### Your goal
What you return should be the lines from the first line of the records below through the line holding "pub struct SyncConfig", unchanged.

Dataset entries
- - - - - - -

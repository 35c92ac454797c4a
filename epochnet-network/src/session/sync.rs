use std::{
    collections::HashMap,
    time::{Duration, Instant},
};

use tracing::{debug, warn};

use crate::{
    inflight::InFlightRegistry,
    protocol::{CheckpointBeacon, Command, InvType, InvVector},
    PeerId,
};

#[derive(Debug, Clone, Copy, PartialEq, Eq)]
pub enum State {
    Idle,
    AwaitingInv,
    FetchingBlocks,
}

/// What happened to a block received from the peer
#[derive(Debug, Clone, Copy, PartialEq, Eq)]
pub enum BlockDisposition {
    /// We asked for it and it's new
    Requested,
    /// Nobody asked for it but it's new, within the unsolicited allowance
    Unsolicited,
    /// Already known or over the allowance, dropped silently
    Discarded,
}

#[derive(Debug, Clone, Copy)]
pub struct SyncConfig {
    /// Max items requested through `GetData` and not yet delivered
    pub max_inflight: usize,
    pub fetch_timeout: Duration,
    /// Max unrequested blocks accepted per sync round
    pub max_unsolicited: usize,
}

/// Drives `GetBlocks` / `Inv` / `GetData` / `Block` with one peer
#[derive(Debug)]
pub struct SyncSession {
    pid: PeerId,
    config: SyncConfig,
    state: State,
    requested: HashMap<InvVector, Instant>,
    inv_deadline: Option<Instant>,
    parked: Option<CheckpointBeacon>,
    unsolicited_allowance: usize,
}

impl SyncSession {
    pub fn new(pid: PeerId, config: SyncConfig) -> Self {
        Self {
            pid,
            config,
            state: State::Idle,
            requested: HashMap::new(),
            inv_deadline: None,
            parked: None,
            unsolicited_allowance: config.max_unsolicited,
        }
    }

    pub fn state(&self) -> State {
        self.state
    }

    pub fn in_flight(&self) -> usize {
        self.requested.len()
    }

    pub fn has_parked_round(&self) -> bool {
        self.parked.is_some()
    }

    pub fn is_requested(&self, item: &InvVector) -> bool {
        self.requested.contains_key(item)
    }

    fn settle(&mut self) {
        if self.state == State::FetchingBlocks && self.requested.is_empty() {
            self.state = State::Idle;
        }
    }

    /// Starts a sync round from the given beacon
    ///
    /// If a round is already running or the fetch budget is exhausted, the
    /// round is parked (replacing any previously parked one) and issued by a
    /// later [`SyncSession::poll`].
    pub fn request_blocks(&mut self, beacon: CheckpointBeacon, now: Instant) -> Option<Command> {
        if self.state != State::Idle || self.requested.len() >= self.config.max_inflight {
            debug!(pid = %self.pid, checkpoint = beacon.checkpoint, "sync round parked");
            self.parked = Some(beacon);
            return None;
        }

        self.state = State::AwaitingInv;
        self.inv_deadline = Some(now + self.config.fetch_timeout);
        self.unsolicited_allowance = self.config.max_unsolicited;

        Some(Command::GetBlocks(beacon))
    }

    /// Issues a parked round once the session is free again
    pub fn poll(&mut self, now: Instant) -> Option<Command> {
        if self.state != State::Idle {
            return None;
        }

        let beacon = self.parked.take()?;
        self.request_blocks(beacon, now)
    }

    /// Picks from an announced inventory what is worth fetching from this
    /// peer and returns the `GetData` asking for it, if anything.
    ///
    /// Only blocks are fetched, since a `Block` is the only answer a
    /// `GetData` can get. Other vectors are ignored.
    pub fn on_inv(
        &mut self,
        inventory: &[InvVector],
        registry: &mut InFlightRegistry,
        now: Instant,
    ) -> Option<Command> {
        let budget = self.config.max_inflight.saturating_sub(self.requested.len());
        let mut wanted = Vec::new();

        for item in inventory {
            if wanted.len() >= budget {
                break;
            }

            if item.inv_type != InvType::Block {
                continue;
            }

            if self.requested.contains_key(item) {
                continue;
            }

            if !registry.claim(*item, self.pid) {
                continue;
            }

            self.requested
                .insert(*item, now + self.config.fetch_timeout);

            wanted.push(*item);
        }

        self.inv_deadline = None;

        self.state = match self.requested.is_empty() {
            true => State::Idle,
            false => State::FetchingBlocks,
        };

        debug!(
            pid = %self.pid,
            announced = inventory.len(),
            wanted = wanted.len(),
            "inventory received"
        );

        match wanted.is_empty() {
            true => None,
            false => Some(Command::GetData(wanted)),
        }
    }

    pub fn on_block(
        &mut self,
        item: InvVector,
        registry: &mut InFlightRegistry,
    ) -> BlockDisposition {
        if self.requested.remove(&item).is_some() {
            let delivered_elsewhere = registry.is_known(&item);
            registry.mark_known(item);
            self.settle();

            return match delivered_elsewhere {
                true => BlockDisposition::Discarded,
                false => BlockDisposition::Requested,
            };
        }

        if registry.is_known(&item) || self.unsolicited_allowance == 0 {
            return BlockDisposition::Discarded;
        }

        self.unsolicited_allowance -= 1;
        registry.mark_known(item);

        BlockDisposition::Unsolicited
    }

    /// Drops every request older than the fetch timeout, releasing them so
    /// another peer can be asked. Returns the expired items.
    pub fn expire(&mut self, now: Instant, registry: &mut InFlightRegistry) -> Vec<InvVector> {
        if self.state == State::AwaitingInv && self.inv_deadline.is_some_and(|x| now >= x) {
            warn!(pid = %self.pid, "peer never answered GetBlocks");
            self.inv_deadline = None;
            self.state = State::Idle;
        }

        let expired: Vec<_> = self
            .requested
            .iter()
            .filter(|(_, deadline)| now >= **deadline)
            .map(|(item, _)| *item)
            .collect();

        for item in expired.iter() {
            self.requested.remove(item);
            registry.release(item, &self.pid);
        }

        self.settle();

        expired
    }

    /// Releases everything this session holds in the registry
    pub fn cancel(&mut self, registry: &mut InFlightRegistry) {
        registry.release_peer(&self.pid);
        self.requested.clear();
        self.parked = None;
        self.inv_deadline = None;
        self.state = State::Idle;
    }
}

#[cfg(test)]
mod tests {
    use super::*;
    use crate::protocol::Hash;

    fn item(x: u8) -> InvVector {
        InvVector::block(Hash::Sha256([x; 32]))
    }

    fn pid(port: u16) -> PeerId {
        PeerId::from(std::net::SocketAddr::from(([10, 0, 0, 1], port)))
    }

    fn beacon() -> CheckpointBeacon {
        CheckpointBeacon {
            checkpoint: 10,
            hash_prev_block: Hash::Sha256([9; 32]),
        }
    }

    fn session(port: u16, max_inflight: usize) -> SyncSession {
        SyncSession::new(
            pid(port),
            SyncConfig {
                max_inflight,
                fetch_timeout: Duration::from_secs(30),
                max_unsolicited: 1,
            },
        )
    }

    #[test]
    fn full_round() {
        let now = Instant::now();
        let mut registry = InFlightRegistry::new(100);
        let mut s = session(1, 10);

        assert_eq!(
            s.request_blocks(beacon(), now),
            Some(Command::GetBlocks(beacon()))
        );
        assert_eq!(s.state(), State::AwaitingInv);

        let out = s.on_inv(&[item(1), item(2)], &mut registry, now);
        assert_eq!(out, Some(Command::GetData(vec![item(1), item(2)])));
        assert_eq!(s.state(), State::FetchingBlocks);

        assert_eq!(s.on_block(item(1), &mut registry), BlockDisposition::Requested);
        assert_eq!(s.state(), State::FetchingBlocks);

        assert_eq!(s.on_block(item(2), &mut registry), BlockDisposition::Requested);
        assert_eq!(s.state(), State::Idle);
        assert!(registry.is_known(&item(2)));
    }

    #[test]
    fn items_in_flight_elsewhere_are_skipped() {
        let now = Instant::now();
        let mut registry = InFlightRegistry::new(100);
        let mut a = session(1, 10);
        let mut b = session(2, 10);

        a.on_inv(&[item(1)], &mut registry, now);

        b.request_blocks(beacon(), now);
        let out = b.on_inv(&[item(1), item(2)], &mut registry, now);

        assert_eq!(out, Some(Command::GetData(vec![item(2)])));
    }

    #[test]
    fn nothing_new_returns_to_idle() {
        let now = Instant::now();
        let mut registry = InFlightRegistry::new(100);
        registry.mark_known(item(1));

        let mut s = session(1, 10);
        s.request_blocks(beacon(), now);

        assert_eq!(s.on_inv(&[item(1), item(1)], &mut registry, now), None);
        assert_eq!(s.state(), State::Idle);
    }

    #[test]
    fn only_blocks_are_requested() {
        let now = Instant::now();
        let mut registry = InFlightRegistry::new(100);
        let mut s = session(1, 10);
        s.request_blocks(beacon(), now);

        let tx = InvVector {
            inv_type: InvType::Tx,
            hash: Hash::Sha256([2; 32]),
        };

        let error = InvVector {
            inv_type: InvType::Error,
            hash: Hash::Sha256([1; 32]),
        };

        assert_eq!(s.on_inv(&[error, tx], &mut registry, now), None);
        assert_eq!(s.state(), State::Idle);
        assert_eq!(s.in_flight(), 0);
        assert!(registry.is_wanted(&tx));

        let out = s.on_inv(&[tx, item(3)], &mut registry, now);
        assert_eq!(out, Some(Command::GetData(vec![item(3)])));

        // a new round isn't held back by the ignored vectors
        s.on_block(item(3), &mut registry);
        assert_eq!(
            s.request_blocks(beacon(), now),
            Some(Command::GetBlocks(beacon()))
        );
    }

    #[test]
    fn budget_caps_requests_and_parks_rounds() {
        let now = Instant::now();
        let mut registry = InFlightRegistry::new(100);
        let mut s = session(1, 2);

        s.request_blocks(beacon(), now);
        let out = s.on_inv(&[item(1), item(2), item(3)], &mut registry, now);
        assert_eq!(out, Some(Command::GetData(vec![item(1), item(2)])));

        assert_eq!(s.request_blocks(beacon(), now), None);
        assert!(s.has_parked_round());
        assert_eq!(s.poll(now), None);

        s.on_block(item(1), &mut registry);
        s.on_block(item(2), &mut registry);

        assert_eq!(s.poll(now), Some(Command::GetBlocks(beacon())));
        assert!(!s.has_parked_round());
    }

    #[test]
    fn unsolicited_blocks_are_bounded() {
        let mut registry = InFlightRegistry::new(100);
        let mut s = session(1, 10);

        assert_eq!(s.on_block(item(5), &mut registry), BlockDisposition::Unsolicited);
        assert_eq!(s.on_block(item(5), &mut registry), BlockDisposition::Discarded);
        assert_eq!(s.on_block(item(6), &mut registry), BlockDisposition::Discarded);
    }

    #[test]
    fn expired_requests_are_released() {
        let now = Instant::now();
        let mut registry = InFlightRegistry::new(100);
        let mut s = session(1, 10);

        s.request_blocks(beacon(), now);
        s.on_inv(&[item(1)], &mut registry, now);

        assert!(s.expire(now + Duration::from_secs(29), &mut registry).is_empty());

        let expired = s.expire(now + Duration::from_secs(30), &mut registry);
        assert_eq!(expired, vec![item(1)]);
        assert_eq!(s.state(), State::Idle);
        assert!(registry.is_wanted(&item(1)));
    }

    #[test]
    fn silent_peer_frees_the_round() {
        let now = Instant::now();
        let mut registry = InFlightRegistry::new(100);
        let mut s = session(1, 10);

        s.request_blocks(beacon(), now);
        s.expire(now + Duration::from_secs(31), &mut registry);

        assert_eq!(s.state(), State::Idle);
    }
}
use epochnet_codec::{from_slice_with_limits, to_vec, utils::Bytes, Limits};
use proptest::prelude::*;

fn tight_limits() -> Limits {
    Limits {
        max_message_bytes: 512,
        max_sequence_len: 16,
        max_depth: 4,
    }
}

proptest! {
    #[test]
    fn arbitrary_input_never_panics(input in proptest::collection::vec(any::<u8>(), 0..600)) {
        let _ = from_slice_with_limits::<Vec<Bytes>>(&input, tight_limits());
        let _ = from_slice_with_limits::<Vec<String>>(&input, tight_limits());
        let _ = from_slice_with_limits::<Vec<Vec<u64>>>(&input, tight_limits());
    }

    #[test]
    fn strings_survive_roundtrip(values in proptest::collection::vec(".{0,20}", 0..16)) {
        let bytes = to_vec(&values);
        let decoded: Vec<String> = from_slice_with_limits(&bytes, Limits::default()).unwrap();
        prop_assert_eq!(decoded, values);
    }
}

- - - - - - -

### Answer space
repository 35c92ac454797c4a
filename epochnet-network/src/session/sync.rs
use std::{
    collections::HashMap,
    time::{Duration, Instant},
};

use tracing::{debug, warn};

use crate::{
    inflight::InFlightRegistry,
    protocol::{CheckpointBeacon, Command, InvType, InvVector},
    PeerId,
};

#[derive(Debug, Clone, Copy, PartialEq, Eq)]
pub enum State {
    Idle,
    AwaitingInv,
    FetchingBlocks,
}

/// What happened to a block received from the peer
#[derive(Debug, Clone, Copy, PartialEq, Eq)]
pub enum BlockDisposition {
    /// We asked for it and it's new
    Requested,
    /// Nobody asked for it but it's new, within the unsolicited allowance
    Unsolicited,
    /// Already known or over the allowance, dropped silently
    Discarded,
}

#[derive(Debug, Clone, Copy)]
pub struct SyncConfig {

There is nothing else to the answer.